===== LISTED ENTRIES
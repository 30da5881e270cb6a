//! Unified diff generation for file mutation events.
//!
//! Output format:
//! ```text
//! --- a/path
//! +++ b/path
//! @@ -start,count +start,count @@
//!  context line
//! -removed line
//! +added line
//! ```

const CONTEXT_LINES: usize = 3;

/// Generate a unified diff between two file contents, with `a/`-`b/` headers
/// naming the sandbox-relative path. Empty when the contents are identical.
pub fn unified_diff(path: &str, old: &str, new: &str) -> String {
    if old == new {
        return String::new();
    }

    let old_lines: Vec<&str> = old.lines().collect();
    let new_lines: Vec<&str> = new.lines().collect();

    let ops = compute_edit_ops(&old_lines, &new_lines);
    let hunks = format_hunks(&old_lines, &new_lines, &ops, CONTEXT_LINES);
    if hunks.is_empty() {
        return String::new();
    }

    format!("--- a/{path}\n+++ b/{path}\n{hunks}")
}

/// Header used when the file did not exist before the mutation.
pub fn unified_diff_new_file(path: &str, new: &str) -> String {
    let mut body = String::new();
    let lines: Vec<&str> = new.lines().collect();
    if !lines.is_empty() {
        body.push_str(&format!("@@ -0,0 +1,{} @@\n", lines.len()));
        for line in &lines {
            body.push('+');
            body.push_str(line);
            body.push('\n');
        }
    }
    format!("--- /dev/null\n+++ b/{path}\n{body}")
}

#[derive(Debug, Clone, PartialEq, Eq)]
enum EditOp {
    Equal(usize, usize), // old_idx, new_idx
    Delete(usize),       // old_idx
    Insert(usize),       // new_idx
}

fn compute_edit_ops(old: &[&str], new: &[&str]) -> Vec<EditOp> {
    let old_len = old.len();
    let new_len = new.len();

    // LCS table
    let mut dp = vec![vec![0u32; new_len + 1]; old_len + 1];
    for (i, old_line) in old.iter().enumerate() {
        for (j, new_line) in new.iter().enumerate() {
            dp[i + 1][j + 1] = if old_line == new_line {
                dp[i][j] + 1
            } else {
                dp[i + 1][j].max(dp[i][j + 1])
            };
        }
    }

    // Backtrack to edit ops
    let mut ops = Vec::new();
    let mut i = old_len;
    let mut j = new_len;
    while i > 0 || j > 0 {
        if i > 0 && j > 0 && old[i - 1] == new[j - 1] {
            ops.push(EditOp::Equal(i - 1, j - 1));
            i -= 1;
            j -= 1;
        } else if j > 0 && (i == 0 || dp[i][j - 1] >= dp[i - 1][j]) {
            ops.push(EditOp::Insert(j - 1));
            j -= 1;
        } else {
            ops.push(EditOp::Delete(i - 1));
            i -= 1;
        }
    }
    ops.reverse();
    ops
}

fn format_hunks(old: &[&str], new: &[&str], ops: &[EditOp], context_lines: usize) -> String {
    // Group runs of non-Equal ops into change ranges, then merge ranges whose
    // context windows overlap so a hunk never repeats lines.
    let mut changes: Vec<(usize, usize)> = Vec::new();
    let mut i = 0;
    while i < ops.len() {
        if matches!(ops[i], EditOp::Equal(..)) {
            i += 1;
        } else {
            let start = i;
            while i < ops.len() && !matches!(ops[i], EditOp::Equal(..)) {
                i += 1;
            }
            changes.push((start, i));
        }
    }
    if changes.is_empty() {
        return String::new();
    }

    let mut merged: Vec<(usize, usize)> = Vec::new();
    for (start, end) in changes {
        let ctx_start = start.saturating_sub(context_lines);
        let ctx_end = (end + context_lines).min(ops.len());
        match merged.last_mut() {
            Some((_, prev_end)) if ctx_start <= *prev_end => *prev_end = ctx_end,
            _ => merged.push((ctx_start, ctx_end)),
        }
    }

    let mut output = String::new();
    for &(ctx_start, ctx_end) in &merged {
        let mut old_start = 0;
        let mut old_count = 0u32;
        let mut new_start = 0;
        let mut new_count = 0u32;
        let mut first = true;

        let mut hunk_lines = Vec::new();
        for op in &ops[ctx_start..ctx_end] {
            match op {
                EditOp::Equal(oi, ni) => {
                    if first {
                        old_start = oi + 1;
                        new_start = ni + 1;
                        first = false;
                    }
                    old_count += 1;
                    new_count += 1;
                    hunk_lines.push(format!(" {}", old[*oi]));
                }
                EditOp::Delete(oi) => {
                    if first {
                        old_start = oi + 1;
                        new_start = (*oi).min(new.len()) + 1;
                        first = false;
                    }
                    old_count += 1;
                    hunk_lines.push(format!("-{}", old[*oi]));
                }
                EditOp::Insert(ni) => {
                    if first {
                        old_start = (*ni).min(old.len()) + 1;
                        new_start = ni + 1;
                        first = false;
                    }
                    new_count += 1;
                    hunk_lines.push(format!("+{}", new[*ni]));
                }
            }
        }

        output.push_str(&format!(
            "@@ -{old_start},{old_count} +{new_start},{new_count} @@\n"
        ));
        for line in &hunk_lines {
            output.push_str(line);
            output.push('\n');
        }
    }

    output
}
==========
Copy every record above exactly as it is.

> _SOLUTION_:
repository 30da5881e270cb6a
//! Unified diff generation for file mutation events.
//!
//! Output format:
//! ```text
//! --- a/path
//! +++ b/path
//! @@ -start,count +start,count @@
//!  context line
//! -removed line
//! +added line
//! ```

const CONTEXT_LINES: usize = 3;

/// Generate a unified diff between two file contents, with `a/`-`b/` headers
/// naming the sandbox-relative path. Empty when the contents are identical.
pub fn unified_diff(path: &str, old: &str, new: &str) -> String {
    if old == new {
        return String::new();
    }

    let old_lines: Vec<&str> = old.lines().collect();
    let new_lines: Vec<&str> = new.lines().collect();

    let ops = compute_edit_ops(&old_lines, &new_lines);
    let hunks = format_hunks(&old_lines, &new_lines, &ops, CONTEXT_LINES);
    if hunks.is_empty() {
        return String::new();
    }

    format!("--- a/{path}\n+++ b/{path}\n{hunks}")
}

/// Header used when the file did not exist before the mutation.
pub fn unified_diff_new_file(path: &str, new: &str) -> String {
    let mut body = String::new();
    let lines: Vec<&str> = new.lines().collect();
    if !lines.is_empty() {
        body.push_str(&format!("@@ -0,0 +1,{} @@\n", lines.len()));
        for line in &lines {
            body.push('+');
            body.push_str(line);
            body.push('\n');
        }
    }
    format!("--- /dev/null\n+++ b/{path}\n{body}")
}

#[derive(Debug, Clone, PartialEq, Eq)]
enum EditOp {
    Equal(usize, usize), // old_idx, new_idx
    Delete(usize),       // old_idx
    Insert(usize),       // new_idx
}

fn compute_edit_ops(old: &[&str], new: &[&str]) -> Vec<EditOp> {
    let old_len = old.len();
    let new_len = new.len();

    // LCS table
    let mut dp = vec![vec![0u32; new_len + 1]; old_len + 1];
    for (i, old_line) in old.iter().enumerate() {
        for (j, new_line) in new.iter().enumerate() {
            dp[i + 1][j + 1] = if old_line == new_line {
                dp[i][j] + 1
            } else {
                dp[i + 1][j].max(dp[i][j + 1])
            };
        }
    }

    // Backtrack to edit ops
    let mut ops = Vec::new();
    let mut i = old_len;
    let mut j = new_len;
    while i > 0 || j > 0 {
        if i > 0 && j > 0 && old[i - 1] == new[j - 1] {
            ops.push(EditOp::Equal(i - 1, j - 1));
            i -= 1;
            j -= 1;
        } else if j > 0 && (i == 0 || dp[i][j - 1] >= dp[i - 1][j]) {
            ops.push(EditOp::Insert(j - 1));
            j -= 1;
        } else {
            ops.push(EditOp::Delete(i - 1));
            i -= 1;
        }
    }
    ops.reverse();
    ops
}

fn format_hunks(old: &[&str], new: &[&str], ops: &[EditOp], context_lines: usize) -> String {
    // Group runs of non-Equal ops into change ranges, then merge ranges whose
    // context windows overlap so a hunk never repeats lines.
    let mut changes: Vec<(usize, usize)> = Vec::new();
    let mut i = 0;
    while i < ops.len() {
        if matches!(ops[i], EditOp::Equal(..)) {
            i += 1;
        } else {
            let start = i;
            while i < ops.len() && !matches!(ops[i], EditOp::Equal(..)) {
                i += 1;
            }
            changes.push((start, i));
        }
    }
    if changes.is_empty() {
        return String::new();
    }

    let mut merged: Vec<(usize, usize)> = Vec::new();
    for (start, end) in changes {
        let ctx_start = start.saturating_sub(context_lines);
        let ctx_end = (end + context_lines).min(ops.len());
        match merged.last_mut() {
            Some((_, prev_end)) if ctx_start <= *prev_end => *prev_end = ctx_end,
            _ => merged.push((ctx_start, ctx_end)),
        }
    }

    let mut output = String::new();
    for &(ctx_start, ctx_end) in &merged {
        let mut old_start = 0;
        let mut old_count = 0u32;
        let mut new_start = 0;
        let mut new_count = 0u32;
        let mut first = true;

        let mut hunk_lines = Vec::new();
        for op in &ops[ctx_start..ctx_end] {
            match op {
                EditOp::Equal(oi, ni) => {
                    if first {
                        old_start = oi + 1;
                        new_start = ni + 1;
                        first = false;
                    }
                    old_count += 1;
                    new_count += 1;
                    hunk_lines.push(format!(" {}", old[*oi]));
                }
                EditOp::Delete(oi) => {
                    if first {
                        old_start = oi + 1;
                        new_start = (*oi).min(new.len()) + 1;
                        first = false;
                    }
                    old_count += 1;
                    hunk_lines.push(format!("-{}", old[*oi]));
                }
                EditOp::Insert(ni) => {
                    if first {
                        old_start = (*ni).min(old.len()) + 1;
                        new_start = ni + 1;
                        first = false;
                    }
                    new_count += 1;
                    hunk_lines.push(format!("+{}", new[*ni]));
                }
            }
        }

        output.push_str(&format!(
            "@@ -{old_start},{old_count} +{new_start},{new_count} @@\n"
        ));
        for line in &hunk_lines {
            output.push_str(line);
            output.push('\n');
        }
    }

    output
}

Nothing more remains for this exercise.